## WHAT THE TASK REQUIRES
Every line of the records below should be restated exactly.

#### GIVEN INFORMATION ####

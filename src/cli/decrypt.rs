use std::path::PathBuf;

use age::secrecy::SecretString;
use anyhow::{bail, Context, Result};
use clap::Args;
use is_terminal::IsTerminal;

use super::{input, is_interactive, App};
use crate::config;
use crate::crypto::{self, DecryptError, Envelope};
use crate::keys::{IdentityLoader, LoadError, UnlockedIdentity};
use crate::ui::display;

const MAX_PASSPHRASE_ATTEMPTS: usize = 3;

#[derive(Args)]
pub struct DecryptArgs {
    /// Envelope file (default: clipboard, then stdin)
    pub file: Option<String>,

    /// Private key to decrypt with (SSH or age)
    #[arg(long, short, env = "AGE_PRIVATE_KEY_PATH")]
    pub identity: Option<String>,

    /// Read the envelope from the clipboard
    #[arg(long, short)]
    pub clipboard: bool,

    /// Write the plaintext here instead of stdout
    #[arg(long, short)]
    pub output: Option<String>,

    /// Overwrite existing files without prompting
    #[arg(long)]
    pub force: bool,
}

pub fn run(args: DecryptArgs, app: &App) -> Result<()> {
    let envelope = read_envelope(&args)?;

    let key_path = identity_path(&args, app)?;
    let identity = load_identity(key_path)?;
    tracing::debug!("loaded {} identity", identity.kind());

    let plaintext = match crypto::decrypt(&envelope, &identity) {
        Ok(plaintext) => plaintext,
        Err(DecryptError::NotARecipient) => {
            bail!("this message was not encrypted to your key")
        }
        Err(e) => return Err(e.into()),
    };

    match &args.output {
        Some(path) => {
            input::check_overwrite(path, args.force)?;
            input::write_secret_file(path, &plaintext)
                .map_err(|e| anyhow::anyhow!("failed to write '{}': {}", path, e))?;
            if !app.quiet {
                display::ok(&format!("{} decrypted", path));
            }
        }
        None => {
            use std::io::Write;
            let mut stdout = std::io::stdout();
            stdout.write_all(&plaintext)?;
            stdout.flush()?;
        }
    }

    Ok(())
}

const NOTHING_TO_DECRYPT: &str =
    "nothing to decrypt: pass a file, pipe the envelope on stdin, or use --clipboard";

/// Where the envelope comes from.
#[derive(Debug, PartialEq, Eq)]
enum Source<'a> {
    File(&'a str),
    Clipboard,
    Stdin,
    /// Offer a clipboard envelope behind a confirmation prompt.
    AskClipboard,
    Nothing,
}

/// Priority: file argument > --clipboard > stdin pipe > clipboard (with confirmation)
fn envelope_source(args: &DecryptArgs, stdin_piped: bool, interactive: bool) -> Source<'_> {
    if let Some(path) = &args.file {
        Source::File(path)
    } else if args.clipboard {
        Source::Clipboard
    } else if stdin_piped {
        Source::Stdin
    } else if interactive {
        Source::AskClipboard
    } else {
        Source::Nothing
    }
}

fn read_envelope(args: &DecryptArgs) -> Result<Envelope> {
    let stdin_piped = !std::io::stdin().is_terminal();
    match envelope_source(args, stdin_piped, is_interactive()) {
        Source::File(path) => {
            let text = std::fs::read_to_string(path)
                .with_context(|| format!("failed to read '{}'", path))?;
            Envelope::parse(&text).with_context(|| format!("'{}' is not an age envelope", path))
        }
        Source::Clipboard => match clipboard_envelope()? {
            Some(envelope) => Ok(envelope),
            None => bail!("no age envelope found in the clipboard"),
        },
        Source::Stdin => {
            let text = input::read_piped()?.unwrap_or_default();
            Envelope::parse(&text).context("stdin is not an age envelope")
        }
        Source::AskClipboard => {
            if let Some(envelope) = clipboard_envelope().unwrap_or(None) {
                let confirm = dialoguer::Confirm::new()
                    .with_prompt("Age file detected in clipboard. Decrypt it?")
                    .default(true)
                    .interact()?;
                if confirm {
                    return Ok(envelope);
                }
            }
            bail!(NOTHING_TO_DECRYPT)
        }
        Source::Nothing => bail!(NOTHING_TO_DECRYPT),
    }
}

fn clipboard_envelope() -> Result<Option<Envelope>> {
    let mut clipboard = arboard::Clipboard::new().context("clipboard is not available")?;
    let text = clipboard.get_text().unwrap_or_default();
    Ok(Envelope::find_in(&text))
}

fn identity_path(args: &DecryptArgs, app: &App) -> Result<PathBuf> {
    if let Some(path) = config::pick(
        args.identity.as_deref(),
        app.settings.identity.path.as_deref(),
    ) {
        return Ok(config::expand_home(&path));
    }
    prompt_path()
}

fn prompt_path() -> Result<PathBuf> {
    if !is_interactive() {
        bail!("no private key given. Pass --identity, set AGE_PRIVATE_KEY_PATH, or add [identity] path to config.toml");
    }
    let path: String = dialoguer::Input::new()
        .with_prompt("Path to private key")
        .interact_text()?;
    Ok(config::expand_home(path.trim()))
}

/// Load the key, asking for a passphrase (or another path) when needed.
fn load_identity(mut path: PathBuf) -> Result<UnlockedIdentity> {
    let loader = IdentityLoader::new();
    let mut passphrase: Option<SecretString> = None;
    let mut attempts = 0;

    loop {
        match loader.load(&path, passphrase.as_ref()) {
            Ok(identity) => return Ok(identity),
            Err(e @ LoadError::CredentialRead { .. }) => {
                if !is_interactive() {
                    return Err(e.into());
                }
                display::error(&e.to_string());
                path = prompt_path()?;
                passphrase = None;
                attempts = 0;
            }
            Err(e @ (LoadError::PassphraseRequired | LoadError::PassphraseInvalid(_))) => {
                if !is_interactive() {
                    return Err(e.into());
                }
                if attempts >= MAX_PASSPHRASE_ATTEMPTS {
                    bail!("too many incorrect passphrase attempts");
                }
                if attempts > 0 {
                    display::error("incorrect passphrase");
                }
                attempts += 1;
                let entered = dialoguer::Password::new()
                    .with_prompt(format!("Passphrase for {}", path.display()))
                    .interact()?;
                passphrase = Some(SecretString::from(entered));
            }
            Err(e) => return Err(e.into()),
        }
    }
}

####

## REPLY TO THE TASK
filename src/cli/decrypt.rs
use std::path::PathBuf;

use age::secrecy::SecretString;
use anyhow::{bail, Context, Result};
use clap::Args;
use is_terminal::IsTerminal;

use super::{input, is_interactive, App};
use crate::config;
use crate::crypto::{self, DecryptError, Envelope};
use crate::keys::{IdentityLoader, LoadError, UnlockedIdentity};
use crate::ui::display;

const MAX_PASSPHRASE_ATTEMPTS: usize = 3;

#[derive(Args)]
pub struct DecryptArgs {
    /// Envelope file (default: clipboard, then stdin)
    pub file: Option<String>,

    /// Private key to decrypt with (SSH or age)
    #[arg(long, short, env = "AGE_PRIVATE_KEY_PATH")]
    pub identity: Option<String>,

    /// Read the envelope from the clipboard
    #[arg(long, short)]
    pub clipboard: bool,

    /// Write the plaintext here instead of stdout
    #[arg(long, short)]
    pub output: Option<String>,

    /// Overwrite existing files without prompting
    #[arg(long)]
    pub force: bool,
}

pub fn run(args: DecryptArgs, app: &App) -> Result<()> {
    let envelope = read_envelope(&args)?;

    let key_path = identity_path(&args, app)?;
    let identity = load_identity(key_path)?;
    tracing::debug!("loaded {} identity", identity.kind());

    let plaintext = match crypto::decrypt(&envelope, &identity) {
        Ok(plaintext) => plaintext,
        Err(DecryptError::NotARecipient) => {
            bail!("this message was not encrypted to your key")
        }
        Err(e) => return Err(e.into()),
    };

    match &args.output {
        Some(path) => {
            input::check_overwrite(path, args.force)?;
            input::write_secret_file(path, &plaintext)
                .map_err(|e| anyhow::anyhow!("failed to write '{}': {}", path, e))?;
            if !app.quiet {
                display::ok(&format!("{} decrypted", path));
            }
        }
        None => {
            use std::io::Write;
            let mut stdout = std::io::stdout();
            stdout.write_all(&plaintext)?;
            stdout.flush()?;
        }
    }

    Ok(())
}

const NOTHING_TO_DECRYPT: &str =
    "nothing to decrypt: pass a file, pipe the envelope on stdin, or use --clipboard";

/// Where the envelope comes from.
#[derive(Debug, PartialEq, Eq)]
enum Source<'a> {
    File(&'a str),
    Clipboard,
    Stdin,
    /// Offer a clipboard envelope behind a confirmation prompt.
    AskClipboard,
    Nothing,
}

/// Priority: file argument > --clipboard > stdin pipe > clipboard (with confirmation)
fn envelope_source(args: &DecryptArgs, stdin_piped: bool, interactive: bool) -> Source<'_> {
    if let Some(path) = &args.file {
        Source::File(path)
    } else if args.clipboard {
        Source::Clipboard
    } else if stdin_piped {
        Source::Stdin
    } else if interactive {
        Source::AskClipboard
    } else {
        Source::Nothing
    }
}

fn read_envelope(args: &DecryptArgs) -> Result<Envelope> {
    let stdin_piped = !std::io::stdin().is_terminal();
    match envelope_source(args, stdin_piped, is_interactive()) {
        Source::File(path) => {
            let text = std::fs::read_to_string(path)
                .with_context(|| format!("failed to read '{}'", path))?;
            Envelope::parse(&text).with_context(|| format!("'{}' is not an age envelope", path))
        }
        Source::Clipboard => match clipboard_envelope()? {
            Some(envelope) => Ok(envelope),
            None => bail!("no age envelope found in the clipboard"),
        },
        Source::Stdin => {
            let text = input::read_piped()?.unwrap_or_default();
            Envelope::parse(&text).context("stdin is not an age envelope")
        }
        Source::AskClipboard => {
            if let Some(envelope) = clipboard_envelope().unwrap_or(None) {
                let confirm = dialoguer::Confirm::new()
                    .with_prompt("Age file detected in clipboard. Decrypt it?")
                    .default(true)
                    .interact()?;
                if confirm {
                    return Ok(envelope);
                }
            }
            bail!(NOTHING_TO_DECRYPT)
        }
        Source::Nothing => bail!(NOTHING_TO_DECRYPT),
    }
}

fn clipboard_envelope() -> Result<Option<Envelope>> {
    let mut clipboard = arboard::Clipboard::new().context("clipboard is not available")?;
    let text = clipboard.get_text().unwrap_or_default();
    Ok(Envelope::find_in(&text))
}

fn identity_path(args: &DecryptArgs, app: &App) -> Result<PathBuf> {
    if let Some(path) = config::pick(
        args.identity.as_deref(),
        app.settings.identity.path.as_deref(),
    ) {
        return Ok(config::expand_home(&path));
    }
    prompt_path()
}

fn prompt_path() -> Result<PathBuf> {
    if !is_interactive() {
        bail!("no private key given. Pass --identity, set AGE_PRIVATE_KEY_PATH, or add [identity] path to config.toml");
    }
    let path: String = dialoguer::Input::new()
        .with_prompt("Path to private key")
        .interact_text()?;
    Ok(config::expand_home(path.trim()))
}

/// Load the key, asking for a passphrase (or another path) when needed.
fn load_identity(mut path: PathBuf) -> Result<UnlockedIdentity> {
    let loader = IdentityLoader::new();
    let mut passphrase: Option<SecretString> = None;
    let mut attempts = 0;

    loop {
        match loader.load(&path, passphrase.as_ref()) {
            Ok(identity) => return Ok(identity),
            Err(e @ LoadError::CredentialRead { .. }) => {
                if !is_interactive() {
                    return Err(e.into());
                }
                display::error(&e.to_string());
                path = prompt_path()?;
                passphrase = None;
                attempts = 0;
            }
            Err(e @ (LoadError::PassphraseRequired | LoadError::PassphraseInvalid(_))) => {
                if !is_interactive() {
                    return Err(e.into());
                }
                if attempts >= MAX_PASSPHRASE_ATTEMPTS {
                    bail!("too many incorrect passphrase attempts");
                }
                if attempts > 0 {
                    display::error("incorrect passphrase");
                }
                attempts += 1;
                let entered = dialoguer::Password::new()
                    .with_prompt(format!("Passphrase for {}", path.display()))
                    .interact()?;
                passphrase = Some(SecretString::from(entered));
            }
            Err(e) => return Err(e.into()),
        }
    }
}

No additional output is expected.